• [TASK GOAL]
When a line of the material has the word "Deserialize" in it, copy that line.
******
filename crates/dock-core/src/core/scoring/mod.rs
//! Contact/clash scoring of a ligand pose against a receptor.
//!
//! The score is a deliberately cheap geometric proxy, not an energy: every
//! receptor/ligand atom pair closer than a scaled sum of van der Waals radii is a
//! clash and contributes a saturating penalty, every other pair within the contact
//! cutoff counts as one contact.
//!
//! ```text
//! cut     = clash_factor * (r_vdw(a) + r_vdw(b))
//! d <= cut          : penalty += w_clash * ov / (1 + soft * ov),  ov = (cut - d + eps) / cut
//! d <= contact_cut  : contacts += 1
//! score   = w_contact * contacts - penalty
//! ```

pub mod vdw;

use crate::core::models::atom::Atom;
use crate::core::models::pose::RigidTransform;
use crate::core::utils::geometry::transform_point;
use nalgebra::Point3;
use serde::{Deserialize, Serialize};

/// Keeps the overlap fraction strictly positive for a pair sitting exactly on the cutoff.
pub const CLASH_EPSILON: f64 = 1e-6;

#[derive(Debug, Clone, Copy, PartialEq, Serialize, Deserialize)]
pub struct ScoringParams {
    pub contact_cut: f64,
    pub clash_factor: f64,
    pub w_contact: f64,
    pub w_clash: f64,
    pub soft: f64,
}

#[derive(Debug, Clone, Copy, PartialEq, Default)]
pub struct PoseScore {
    pub score: f64,
    pub contact_count: usize,
    pub clash_penalty: f64,
}

/// An atom reduced to what the scoring loop reads: its position and cached radius.
#[derive(Debug, Clone, Copy, PartialEq)]
pub struct ScoringSite {
    pub position: Point3<f64>,
    pub radius: f64,
}

impl ScoringSite {
    pub fn from_atom(atom: &Atom) -> Self {
        Self {
            position: atom.position,
            radius: vdw::vdw_radius(&atom.element),
        }
    }

    #[inline]
    pub fn transformed(&self, transform: &RigidTransform) -> Self {
        Self {
            position: transform_point(&self.position, transform),
            radius: self.radius,
        }
    }
}

pub fn prepare_sites(atoms: &[Atom]) -> Vec<ScoringSite> {
    atoms.iter().map(ScoringSite::from_atom).collect()
}

/// Scores a transformed ligand against a receptor, both given as prepared sites.
///
/// Pairs are visited ligand-major (every receptor site for the first ligand
/// site, then the second, ...), which fixes the summation order of the penalty.
pub fn score_sites(
    receptor: &[ScoringSite],
    ligand: &[ScoringSite],
    params: &ScoringParams,
) -> PoseScore {
    let mut contact_count = 0usize;
    let mut clash_penalty = 0.0;

    for b in ligand {
        for a in receptor {
            let d = (b.position - a.position).norm();
            let cut = params.clash_factor * (a.radius + b.radius);
            if d <= cut {
                let ov = (cut - d + CLASH_EPSILON) / cut;
                clash_penalty += params.w_clash * ov * (1.0 / (1.0 + params.soft * ov));
            } else if d <= params.contact_cut {
                contact_count += 1;
            }
        }
    }

    PoseScore {
        score: params.w_contact * contact_count as f64 - clash_penalty,
        contact_count,
        clash_penalty,
    }
}

/// Scores an already transformed ligand atom set against a receptor atom set.
pub fn score_pose(receptor: &[Atom], ligand: &[Atom], params: &ScoringParams) -> PoseScore {
    score_sites(&prepare_sites(receptor), &prepare_sites(ligand), params)
}
//! # Rigidock Core Library
//!
//! A deterministic, high-throughput engine for rigid-body docking of two molecular
//! structures. Given a receptor and a ligand, it samples random rigid-body placements
//! of the ligand, scores each placement with a cheap geometric contact/clash potential,
//! and returns a small, mutually diverse set of top-scoring poses.
//!
//! ## Architectural Philosophy
//!
//! The library follows a three-layer architecture:
//!
//! - **[`core`]: The Foundation.** Stateless data models (`Atom`, `Pose`), structure
//!   parsing and writing, atom selection, rigid-body geometry, and the scoring function.
//!
//! - **[`engine`]: The Search Machinery.** Docking parameters, the versioned pseudo-random
//!   generator and pose sampler, the diversity filter, progress reporting and errors.
//!
//! - **[`workflows`]: The Public API.** Ties `engine` and `core` together into the
//!   complete docking pipeline, the single entry point for collaborators such as the
//!   command line front end or the HTTP job service.

pub mod core;
pub mod engine;
pub mod workflows;
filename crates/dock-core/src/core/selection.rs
use crate::core::models::atom::Atom;
use crate::engine::config::AtomMode;

pub const ALPHA_CARBON_NAME: &str = "CA";
pub const BACKBONE_NAMES: [&str; 4] = ["N", "CA", "C", "O"];

/// Returns `true` if `atom` belongs to the subset described by `mode`.
#[inline]
pub fn matches(atom: &Atom, mode: AtomMode) -> bool {
    match mode {
        AtomMode::AlphaCarbon => atom.name == ALPHA_CARBON_NAME,
        AtomMode::Backbone => BACKBONE_NAMES.contains(&atom.name.as_str()),
        AtomMode::Heavy => !atom.is_hydrogen(),
    }
}

/// Filters an atom set to the subset named by `mode`, preserving input order.
pub fn select_atoms(atoms: &[Atom], mode: AtomMode) -> Vec<Atom> {
    atoms
        .iter()
        .filter(|atom| matches(atom, mode))
        .cloned()
        .collect()
}

#[cfg(test)]
mod tests {
    use super::*;
    use nalgebra::Point3;

    fn residue() -> Vec<Atom> {
        ["N", "CA", "C", "O", "CB", "H", "HA", "OG"]
            .iter()
            .enumerate()
            .map(|(i, name)| Atom::new(name, Point3::new(i as f64, 0.0, 0.0)))
            .collect()
    }

    fn names(atoms: &[Atom]) -> Vec<&str> {
        atoms.iter().map(|a| a.name.as_str()).collect()
    }

    #[test]
    fn alpha_carbon_mode_keeps_only_ca() {
        assert_eq!(names(&select_atoms(&residue(), AtomMode::AlphaCarbon)), ["CA"]);
    }

    #[test]
    fn backbone_mode_keeps_four_backbone_atoms_in_order() {
        assert_eq!(
            names(&select_atoms(&residue(), AtomMode::Backbone)),
            ["N", "CA", "C", "O"]
        );
    }

    #[test]
    fn heavy_mode_drops_hydrogens() {
        assert_eq!(
            names(&select_atoms(&residue(), AtomMode::Heavy)),
            ["N", "CA", "C", "O", "CB", "OG"]
        );
    }

    #[test]
    fn selection_does_not_touch_coordinates() {
        let atoms = residue();
        let selected = select_atoms(&atoms, AtomMode::Heavy);
        assert_eq!(selected[4].position, atoms[4].position);
    }

    #[test]
    fn selecting_from_empty_set_is_empty() {
        assert!(select_atoms(&[], AtomMode::Heavy).is_empty());
    }
}
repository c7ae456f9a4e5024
use phf::phf_map;

/// Radius used for any element missing from [`VDW_RADII`] (carbon).
pub const DEFAULT_VDW_RADIUS: f64 = 1.7;

/// Bondi-style van der Waals radii in Angstroms, keyed by uppercase element symbol.
pub static VDW_RADII: phf::Map<&'static str, f64> = phf_map! {
    "H" => 1.2,
    "C" => 1.7,
    "N" => 1.55,
    "O" => 1.52,
    "S" => 1.8,
    "P" => 1.8,
    "F" => 1.47,
    "CL" => 1.75,
    "BR" => 1.85,
    "I" => 1.98,
};

#[inline]
pub fn vdw_radius(element: &str) -> f64 {
    VDW_RADII.get(element).copied().unwrap_or(DEFAULT_VDW_RADIUS)
}
//! Data structures describing parsed atoms and sampled rigid-body poses.

pub mod atom;
pub mod pose;
//! Readers and writers for molecular structure text.

pub mod pdb;
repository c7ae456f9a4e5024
use crate::cli::DockArgs;
use crate::config::build_params;
use crate::error::{CliError, Result};
use crate::utils::progress::CliProgressHandler;
use rigidock::core::io::pdb;
use rigidock::engine::progress::ProgressReporter;
use rigidock::workflows::dock::{self, DockingComplex, DockingResult};
use serde::Serialize;
use std::fs::File;
use std::io::{BufWriter, Write};
use std::path::{Path, PathBuf};
use tracing::{info, warn};

pub async fn run(args: DockArgs, quiet: bool) -> Result<()> {
    let params = build_params(&args)?;
    info!(
        "Resolved parameters: samples={}, seed={}, top-n={}, atom-mode={}",
        params.samples, params.seed, params.top_n, params.atom_mode
    );

    let receptor = read_structure(args.receptor.as_deref())?;
    let ligand = read_structure(args.ligand.as_deref())?;

    let progress_handler = CliProgressHandler::for_run(quiet);
    let reporter = ProgressReporter::with_callback(progress_handler.get_callback());

    println!("Docking {} sampled poses...", params.samples);
    let result = tokio::task::block_in_place(|| {
        dock::run_with_reporter(receptor.as_deref(), ligand.as_deref(), &params, &reporter)
    })?;

    for complex in &result.complexes {
        print!("{}", format_pose_table(complex));
        if complex.top_poses.is_empty() {
            warn!("Complex '{}' produced no poses.", complex.label);
        }
    }

    if let Some(path) = &args.output {
        write_result_json(path, &result)?;
        println!("✓ Result written to: {}", path.display());
    }
    if let Some(path) = &args.scores {
        write_scores_csv(path, &result)?;
        println!("✓ Pose scores written to: {}", path.display());
    }
    if let Some(prefix) = &args.pdb_prefix {
        for complex in &result.complexes {
            let written = write_pose_pdbs(prefix, complex)?;
            println!(
                "✓ {} pose structure(s) written with prefix: {}",
                written.len(),
                prefix.display()
            );
        }
    }

    Ok(())
}

fn read_structure(path: Option<&Path>) -> Result<Option<String>> {
    let Some(path) = path else {
        return Ok(None);
    };
    info!("Loading structure from {:?}", path);
    std::fs::read_to_string(path)
        .map(Some)
        .map_err(|e| CliError::file(path, e))
}

fn format_pose_table(complex: &DockingComplex) -> String {
    let mut table = format!(
        "\n{}\n{:>4}  {:>10}  {:>8}  {:>10}  {:>26}\n",
        complex.label, "rank", "score", "contacts", "clash", "translation (x, y, z)"
    );
    for (i, pose) in complex.top_poses.iter().enumerate() {
        let t = pose.translation();
        table.push_str(&format!(
            "{:>4}  {:>10.3}  {:>8}  {:>10.3}  {:>8.2}, {:>7.2}, {:>7.2}\n",
            i + 1,
            pose.score,
            pose.contact_count,
            pose.clash_penalty,
            t.x,
            t.y,
            t.z
        ));
    }
    table
}

fn write_result_json(path: &Path, result: &DockingResult) -> Result<()> {
    let file = File::create(path).map_err(|e| CliError::file(path, e))?;
    let mut writer = BufWriter::new(file);
    serde_json::to_writer_pretty(&mut writer, result).map_err(|e| CliError::file(path, e))?;
    writer.flush().map_err(|e| CliError::file(path, e))
}

#[derive(Debug, Serialize)]
struct PoseRow<'a> {
    complex: &'a str,
    rank: usize,
    score: f64,
    contacts: usize,
    clash: f64,
    qx: f64,
    qy: f64,
    qz: f64,
    qw: f64,
    tx: f64,
    ty: f64,
    tz: f64,
}

fn write_scores_csv(path: &Path, result: &DockingResult) -> Result<()> {
    let mut writer = csv::Writer::from_path(path).map_err(|e| CliError::file(path, e))?;
    for complex in &result.complexes {
        for (i, pose) in complex.top_poses.iter().enumerate() {
            let q = pose.rotation();
            let t = pose.translation();
            writer
                .serialize(PoseRow {
                    complex: &complex.label,
                    rank: i + 1,
                    score: pose.score,
                    contacts: pose.contact_count,
                    clash: pose.clash_penalty,
                    qx: q.i,
                    qy: q.j,
                    qz: q.k,
                    qw: q.w,
                    tx: t.x,
                    ty: t.y,
                    tz: t.z,
                })
                .map_err(|e| CliError::file(path, e))?;
        }
    }
    writer.flush().map_err(|e| CliError::file(path, e))
}

fn pose_pdb_path(prefix: &Path, rank: usize) -> PathBuf {
    let mut name = prefix.as_os_str().to_owned();
    name.push(format!("-{}.pdb", rank));
    PathBuf::from(name)
}

fn write_pose_pdbs(prefix: &Path, complex: &DockingComplex) -> Result<Vec<PathBuf>> {
    let mut written = Vec::with_capacity(complex.top_poses.len());
    for (i, pose) in complex.top_poses.iter().enumerate() {
        let Some(ligand) = complex.posed_ligand(i) else {
            continue;
        };
        let path = pose_pdb_path(prefix, i + 1);
        info!(
            "Writing pose {} (score: {:.3}) to {:?}",
            i + 1,
            pose.score,
            &path
        );
        pdb::write_complex_path(&path, &complex.receptor, &ligand)
            .map_err(|e| CliError::file(&path, e))?;
        written.push(path);
    }
    Ok(written)
}
use crate::core::models::atom::Atom;
use crate::core::models::pose::RigidTransform;
use nalgebra::{Point3, Quaternion, Vector3};

/// Arithmetic mean of all atom positions.
///
/// The divisor is floored to one, so an empty set yields the origin instead of
/// a division by zero.
pub fn centroid(atoms: &[Atom]) -> Point3<f64> {
    let sum = atoms
        .iter()
        .fold(Vector3::zeros(), |acc, atom| acc + atom.position.coords);
    let n = atoms.len().max(1) as f64;
    Point3::from(sum / n)
}

pub fn translate(atoms: &[Atom], delta: &Vector3<f64>) -> Vec<Atom> {
    atoms
        .iter()
        .map(|atom| atom.moved_to(atom.position + delta))
        .collect()
}

/// Translates a set so that its centroid sits at the origin.
pub fn center(atoms: &[Atom]) -> Vec<Atom> {
    let c = centroid(atoms);
    translate(atoms, &(-c.coords))
}

/// Rotates `p` about the origin by the unit quaternion `q`.
///
/// Closed form of the sandwich product `q * p * q^-1` with the inverse taken as
/// the conjugate. The arithmetic is spelled out term by term so results are
/// reproducible bit-for-bit.
#[inline]
pub fn rotate_point(p: &Point3<f64>, q: &Quaternion<f64>) -> Point3<f64> {
    let (qx, qy, qz, qw) = (q.i, q.j, q.k, q.w);
    let (vx, vy, vz) = (p.x, p.y, p.z);

    let ix = qw * vx + qy * vz - qz * vy;
    let iy = qw * vy + qz * vx - qx * vz;
    let iz = qw * vz + qx * vy - qy * vx;
    let iw = -qx * vx - qy * vy - qz * vz;

    Point3::new(
        ix * qw - iw * qx - iy * qz + iz * qy,
        iy * qw - iw * qy - iz * qx + ix * qz,
        iz * qw - iw * qz - ix * qy + iy * qx,
    )
}

/// Applies a rigid-body transform to a single point: rotation first, then translation.
#[inline]
pub fn transform_point(p: &Point3<f64>, transform: &RigidTransform) -> Point3<f64> {
    rotate_point(p, &transform.rotation) + transform.translation
}

/// Rotates every atom about the origin, then translates by the transform's offset.
pub fn transform(atoms: &[Atom], transform: &RigidTransform) -> Vec<Atom> {
    atoms
        .iter()
        .map(|atom| atom.moved_to(transform_point(&atom.position, transform)))
        .collect()
}

/// Angular separation of two unit quaternions in degrees.
///
/// Uses the absolute dot product, so `q` and `-q` (the same rotation) are zero
/// degrees apart.
pub fn quaternion_angle_deg(q1: &Quaternion<f64>, q2: &Quaternion<f64>) -> f64 {
    let dot = q1.coords.dot(&q2.coords).abs();
    2.0 * dot.clamp(-1.0, 1.0).acos().to_degrees()
}
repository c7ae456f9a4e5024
pub mod geometry;
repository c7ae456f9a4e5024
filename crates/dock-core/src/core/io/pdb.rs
use crate::core::models::atom::{Atom, DEFAULT_CHAIN_ID, DEFAULT_RESIDUE_INDEX, UNKNOWN_RESIDUE, infer_element};
use nalgebra::Point3;
use std::fs::File;
use std::io::{self, BufRead, BufReader, Write};
use std::path::Path;
use thiserror::Error;

/// Shortest record that still carries all three coordinate fields.
pub const MIN_RECORD_LEN: usize = 54;

#[derive(Debug, Error)]
pub enum PdbError {
    #[error("I/O error: {0}")]
    Io(#[from] io::Error),
}

fn slice_and_trim(line: &str, start: usize, end: usize) -> &str {
    line.get(start..end).unwrap_or("").trim()
}

fn is_coordinate_record(line: &str) -> bool {
    line.starts_with("ATOM") || line.starts_with("HETATM")
}

/// Parses a single `ATOM`/`HETATM` record.
///
/// Returns `None` for anything that is not a complete coordinate record: other
/// record types, truncated lines, blank atom names and coordinates that do not
/// parse to finite numbers.
pub fn parse_record(line: &str) -> Option<Atom> {
    if !is_coordinate_record(line) || line.len() < MIN_RECORD_LEN {
        return None;
    }

    let coordinate = |start, end| {
        slice_and_trim(line, start, end)
            .parse::<f64>()
            .ok()
            .filter(|v| v.is_finite())
    };
    let x = coordinate(30, 38)?;
    let y = coordinate(38, 46)?;
    let z = coordinate(46, 54)?;

    let name = slice_and_trim(line, 12, 16);
    if name.is_empty() {
        return None;
    }

    let residue_name = match slice_and_trim(line, 17, 20) {
        "" => UNKNOWN_RESIDUE,
        s => s,
    };
    let chain_id = slice_and_trim(line, 21, 22)
        .chars()
        .next()
        .unwrap_or(DEFAULT_CHAIN_ID);
    // Zero is not a valid residue number and reads as the default.
    let residue_index = slice_and_trim(line, 22, 26)
        .parse::<i32>()
        .ok()
        .filter(|&i| i != 0)
        .unwrap_or(DEFAULT_RESIDUE_INDEX);
    let element = infer_element(line.get(76..78), name);

    Some(Atom {
        name: name.to_string(),
        residue_name: residue_name.to_string(),
        chain_id,
        residue_index,
        position: Point3::new(x, y, z),
        element,
    })
}

/// Parses free-form structure text into atoms, in input order.
///
/// Malformed or non-coordinate lines are skipped silently; the result may be empty.
pub fn parse_pdb_str(text: &str) -> Vec<Atom> {
    text.lines().filter_map(parse_record).collect()
}

pub fn read_pdb(reader: impl BufRead) -> Result<Vec<Atom>, PdbError> {
    let mut atoms = Vec::new();
    for line in reader.lines() {
        if let Some(atom) = parse_record(&line?) {
            atoms.push(atom);
        }
    }
    Ok(atoms)
}

pub fn read_pdb_path<P: AsRef<Path>>(path: P) -> Result<Vec<Atom>, PdbError> {
    let file = File::open(path)?;
    read_pdb(BufReader::new(file))
}

fn format_atom_name(atom: &Atom) -> String {
    if atom.name.len() < 4 && atom.element.len() == 1 {
        format!(" {:<3}", atom.name)
    } else {
        format!("{:<4.4}", atom.name)
    }
}

fn write_record(writer: &mut impl Write, serial: usize, atom: &Atom) -> io::Result<()> {
    writeln!(
        writer,
        "ATOM  {:>5} {} {:>3.3} {}{:>4}    {:>8.3}{:>8.3}{:>8.3}{:>6.2}{:>6.2}          {:>2}",
        serial % 100_000,
        format_atom_name(atom),
        atom.residue_name,
        atom.chain_id,
        atom.residue_index,
        atom.position.x,
        atom.position.y,
        atom.position.z,
        1.0,
        0.0,
        atom.element,
    )
}

/// Writes atoms as fixed-column `ATOM` records followed by `END`.
pub fn write_atoms(writer: &mut impl Write, atoms: &[Atom]) -> Result<(), PdbError> {
    for (i, atom) in atoms.iter().enumerate() {
        write_record(writer, i + 1, atom)?;
    }
    writeln!(writer, "END")?;
    Ok(())
}

/// Writes a docked complex: the receptor, a `TER` record, then the posed ligand.
pub fn write_complex(
    writer: &mut impl Write,
    receptor: &[Atom],
    ligand: &[Atom],
) -> Result<(), PdbError> {
    let mut serial = 1;
    for atom in receptor {
        write_record(writer, serial, atom)?;
        serial += 1;
    }
    writeln!(writer, "TER")?;
    for atom in ligand {
        write_record(writer, serial, atom)?;
        serial += 1;
    }
    writeln!(writer, "END")?;
    Ok(())
}

pub fn write_complex_path<P: AsRef<Path>>(
    path: P,
    receptor: &[Atom],
    ligand: &[Atom],
) -> Result<(), PdbError> {
    let mut writer = io::BufWriter::new(File::create(path)?);
    write_complex(&mut writer, receptor, ligand)?;
    writer.flush()?;
    Ok(())
}

#[cfg(test)]
mod tests {
    use super::*;
    use std::io::Cursor;

    const CA_LINE: &str =
        "ATOM      1  CA  ALA A   1      -8.000   0.000   0.000  1.00  0.00           C";

    #[test]
    fn parses_fixed_column_fields() {
        let atom = parse_record(CA_LINE).unwrap();

        assert_eq!(atom.name, "CA");
        assert_eq!(atom.residue_name, "ALA");
        assert_eq!(atom.chain_id, 'A');
        assert_eq!(atom.residue_index, 1);
        assert_eq!(atom.position, Point3::new(-8.0, 0.0, 0.0));
        assert_eq!(atom.element, "C");
    }

    #[test]
    fn hetatm_records_are_accepted() {
        let line = "HETATM  100 CL1  LIG B 301       1.000   2.000   3.000  1.00  0.00          Cl";
        let atom = parse_record(line).unwrap();

        assert_eq!(atom.name, "CL1");
        assert_eq!(atom.chain_id, 'B');
        assert_eq!(atom.residue_index, 301);
        assert_eq!(atom.element, "CL");
    }

    #[test]
    fn blank_optional_fields_fall_back_to_defaults() {
        let line = "ATOM      1  OG         xx       1.000   2.000   3.000";
        let atom = parse_record(line).unwrap();

        assert_eq!(atom.residue_name, "UNK");
        assert_eq!(atom.chain_id, 'A');
        assert_eq!(atom.residue_index, 1);
        assert_eq!(atom.element, "O");
    }

    #[test]
    fn residue_number_zero_reads_as_default() {
        let zero = CA_LINE.replacen("A   1 ", "A   0 ", 1);
        assert_eq!(parse_record(&zero).unwrap().residue_index, 1);

        let negative = CA_LINE.replacen("A   1 ", "A  -3 ", 1);
        assert_eq!(parse_record(&negative).unwrap().residue_index, -3);
    }

    #[test]
    fn unparsable_coordinates_drop_the_line() {
        let line = "ATOM      1  CA  ALA A   1      -8.000     abc   0.000  1.00  0.00           C";
        assert!(parse_record(line).is_none());

        let line = "ATOM      1  CA  ALA A   1         NaN   0.000   0.000  1.00  0.00           C";
        assert!(parse_record(line).is_none());
    }

    #[test]
    fn mixed_text_yields_only_valid_records_in_order() {
        let text = format!(
            "HEADER    TEST\nREMARK 1\n{CA_LINE}\nATOM      2  CA  ALA A   2\n\
             ATOM      3  N   ALA A   3       1.000   1.000   1.000\r\nTER\nEND\n"
        );
        let atoms = parse_pdb_str(&text);

        assert_eq!(atoms.len(), 2);
        assert_eq!(atoms[0].name, "CA");
        assert_eq!(atoms[1].name, "N");
        assert_eq!(atoms[1].residue_index, 3);
    }

    #[test]
    fn text_without_records_yields_empty_set() {
        assert!(parse_pdb_str("HEADER only\nEND").is_empty());
        assert!(parse_pdb_str("").is_empty());
    }

    #[test]
    fn read_pdb_matches_string_parser() {
        let atoms = read_pdb(Cursor::new(CA_LINE)).unwrap();
        assert_eq!(atoms, parse_pdb_str(CA_LINE));
    }

    #[test]
    fn read_pdb_path_reports_missing_file() {
        let result = read_pdb_path("/definitely/not/here.pdb");
        assert!(matches!(result, Err(PdbError::Io(_))));
    }

    #[test]
    fn written_records_parse_back_to_the_same_atoms() {
        let receptor = vec![
            Atom::new("CA", Point3::new(-1.25, 2.5, 0.125)).with_residue("ALA", 'A', 1),
            Atom::new("OG1", Point3::new(10.0, -20.0, 30.0)).with_residue("THR", 'A', 2),
        ];
        let ligand = vec![
            Atom::new("CL1", Point3::new(0.0, 0.0, 0.0))
                .with_residue("LIG", 'L', 1)
                .with_element("CL"),
        ];

        let mut buffer = Vec::new();
        write_complex(&mut buffer, &receptor, &ligand).unwrap();
        let text = String::from_utf8(buffer).unwrap();
        let parsed = parse_pdb_str(&text);

        assert_eq!(parsed.len(), 3);
        assert_eq!(&parsed[..2], &receptor[..]);
        assert_eq!(parsed[2], ligand[0]);
        assert!(text.contains("\nTER\n"));
        assert!(text.ends_with("END\n"));
    }

    #[test]
    fn write_complex_path_creates_file() {
        let dir = tempfile::tempdir().unwrap();
        let path = dir.path().join("complex.pdb");
        let atoms = vec![Atom::new("CA", Point3::new(1.0, 2.0, 3.0))];

        write_complex_path(&path, &atoms, &atoms).unwrap();

        assert_eq!(read_pdb_path(&path).unwrap().len(), 2);
    }

    #[test]
    fn write_atoms_emits_one_record_per_atom() {
        let atoms = vec![Atom::new("CA", Point3::origin()); 3];
        let mut buffer = Vec::new();
        write_atoms(&mut buffer, &atoms).unwrap();
        let text = String::from_utf8(buffer).unwrap();

        assert_eq!(text.lines().filter(|l| l.starts_with("ATOM")).count(), 3);
        assert_eq!(text.lines().next().unwrap().len(), 78);
    }
}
******
• [RESULT FOR THIS TASK]
use serde::{Deserialize, Serialize};
#[derive(Debug, Clone, Copy, PartialEq, Serialize, Deserialize)]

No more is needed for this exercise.